Stored data entries:
----

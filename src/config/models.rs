use crate::cache::DEFAULT_CAPACITY;
use serde::{Deserialize, Serialize};
use std::path::PathBuf;
use std::time::Duration;

pub(crate) const DEFAULT_ROOT_DIR: &str = "filesystem";
pub(crate) const DEFAULT_TEMP_DIR: &str = "temp_uploads";
pub(crate) const DEFAULT_MAX_UPLOAD_BYTES: u64 = 100 * 1024 * 1024;
pub(crate) const DEFAULT_TEMP_MAX_AGE_HOURS: u64 = 24;
pub(crate) const DEFAULT_LOG_LEVEL: &str = "info";

/// Flat runtime configuration.
#[derive(Debug, Clone, PartialEq, Eq, Deserialize, Serialize)]
#[serde(default, deny_unknown_fields)]
pub struct ReaderConfig {
    /// Library root; every user path resolves beneath it.
    pub root_dir: PathBuf,
    /// Where uploaded files are staged.
    pub temp_dir: PathBuf,
    pub file_info_cache_capacity: usize,
    pub max_upload_bytes: u64,
    pub temp_max_age_hours: u64,
    /// Indent prose paragraphs in `.md` and `.txt` files.
    pub cjk_indent: bool,
    pub log_level: String,
}

impl Default for ReaderConfig {
    fn default() -> Self {
        Self {
            root_dir: PathBuf::from(DEFAULT_ROOT_DIR),
            temp_dir: PathBuf::from(DEFAULT_TEMP_DIR),
            file_info_cache_capacity: DEFAULT_CAPACITY,
            max_upload_bytes: DEFAULT_MAX_UPLOAD_BYTES,
            temp_max_age_hours: DEFAULT_TEMP_MAX_AGE_HOURS,
            cjk_indent: true,
            log_level: DEFAULT_LOG_LEVEL.to_string(),
        }
    }
}

impl ReaderConfig {
    /// Age after which staged uploads are removed. Saturates instead of
    /// overflowing on absurd hour counts.
    pub fn temp_max_age(&self) -> Duration {
        Duration::from_secs(self.temp_max_age_hours.saturating_mul(3600))
    }
}
use std::path::PathBuf;
use std::sync::OnceLock;

static EXE_DIR: OnceLock<PathBuf> = OnceLock::new();

/// Returns the directory containing the executable.
pub fn get_exe_dir() -> &'static PathBuf {
    EXE_DIR.get_or_init(|| {
        std::env::current_exe()
            .ok()
            .and_then(|p| p.parent().map(|p| p.to_path_buf()))
            .unwrap_or_else(|| PathBuf::from("."))
    })
}

/// Returns the logs directory: `<exe_dir>/logs/`
pub fn get_logs_dir() -> PathBuf {
    get_exe_dir().join("logs")
}

/// Returns the screenshots directory: `<exe_dir>/screenshots/`
pub fn get_screenshots_dir() -> PathBuf {
    get_exe_dir().join("screenshots")
}

/// Returns the counter file path: `<exe_dir>/death_counter.json`
pub fn get_counter_file() -> PathBuf {
    get_exe_dir().join("death_counter.json")
}

/// Returns the config file path: `<exe_dir>/death_counter_config.json`
pub fn get_config_file() -> PathBuf {
    get_exe_dir().join("death_counter_config.json")
}

/// Ensures all output directories exist. Call at startup.
pub fn ensure_directories() -> std::io::Result<()> {
    std::fs::create_dir_all(get_logs_dir())?;
    std::fs::create_dir_all(get_screenshots_dir())?;
    Ok(())
}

----

Transcribe the records above with every character unchanged.

filename src/config/models.rs
use crate::cache::DEFAULT_CAPACITY;
use serde::{Deserialize, Serialize};
use std::path::PathBuf;
use std::time::Duration;

pub(crate) const DEFAULT_ROOT_DIR: &str = "filesystem";
pub(crate) const DEFAULT_TEMP_DIR: &str = "temp_uploads";
pub(crate) const DEFAULT_MAX_UPLOAD_BYTES: u64 = 100 * 1024 * 1024;
pub(crate) const DEFAULT_TEMP_MAX_AGE_HOURS: u64 = 24;
pub(crate) const DEFAULT_LOG_LEVEL: &str = "info";

/// Flat runtime configuration.
#[derive(Debug, Clone, PartialEq, Eq, Deserialize, Serialize)]
#[serde(default, deny_unknown_fields)]
pub struct ReaderConfig {
    /// Library root; every user path resolves beneath it.
    pub root_dir: PathBuf,
    /// Where uploaded files are staged.
    pub temp_dir: PathBuf,
    pub file_info_cache_capacity: usize,
    pub max_upload_bytes: u64,
    pub temp_max_age_hours: u64,
    /// Indent prose paragraphs in `.md` and `.txt` files.
    pub cjk_indent: bool,
    pub log_level: String,
}

impl Default for ReaderConfig {
    fn default() -> Self {
        Self {
            root_dir: PathBuf::from(DEFAULT_ROOT_DIR),
            temp_dir: PathBuf::from(DEFAULT_TEMP_DIR),
            file_info_cache_capacity: DEFAULT_CAPACITY,
            max_upload_bytes: DEFAULT_MAX_UPLOAD_BYTES,
            temp_max_age_hours: DEFAULT_TEMP_MAX_AGE_HOURS,
            cjk_indent: true,
            log_level: DEFAULT_LOG_LEVEL.to_string(),
        }
    }
}

impl ReaderConfig {
    /// Age after which staged uploads are removed. Saturates instead of
    /// overflowing on absurd hour counts.
    pub fn temp_max_age(&self) -> Duration {
        Duration::from_secs(self.temp_max_age_hours.saturating_mul(3600))
    }
}
use std::path::PathBuf;
use std::sync::OnceLock;

static EXE_DIR: OnceLock<PathBuf> = OnceLock::new();

/// Returns the directory containing the executable.
pub fn get_exe_dir() -> &'static PathBuf {
    EXE_DIR.get_or_init(|| {
        std::env::current_exe()
            .ok()
            .and_then(|p| p.parent().map(|p| p.to_path_buf()))
            .unwrap_or_else(|| PathBuf::from("."))
    })
}

/// Returns the logs directory: `<exe_dir>/logs/`
pub fn get_logs_dir() -> PathBuf {
    get_exe_dir().join("logs")
}

/// Returns the screenshots directory: `<exe_dir>/screenshots/`
pub fn get_screenshots_dir() -> PathBuf {
    get_exe_dir().join("screenshots")
}

/// Returns the counter file path: `<exe_dir>/death_counter.json`
pub fn get_counter_file() -> PathBuf {
    get_exe_dir().join("death_counter.json")
}

/// Returns the config file path: `<exe_dir>/death_counter_config.json`
pub fn get_config_file() -> PathBuf {
    get_exe_dir().join("death_counter_config.json")
}

/// Ensures all output directories exist. Call at startup.
pub fn ensure_directories() -> std::io::Result<()> {
    std::fs::create_dir_all(get_logs_dir())?;
    std::fs::create_dir_all(get_screenshots_dir())?;
    Ok(())
}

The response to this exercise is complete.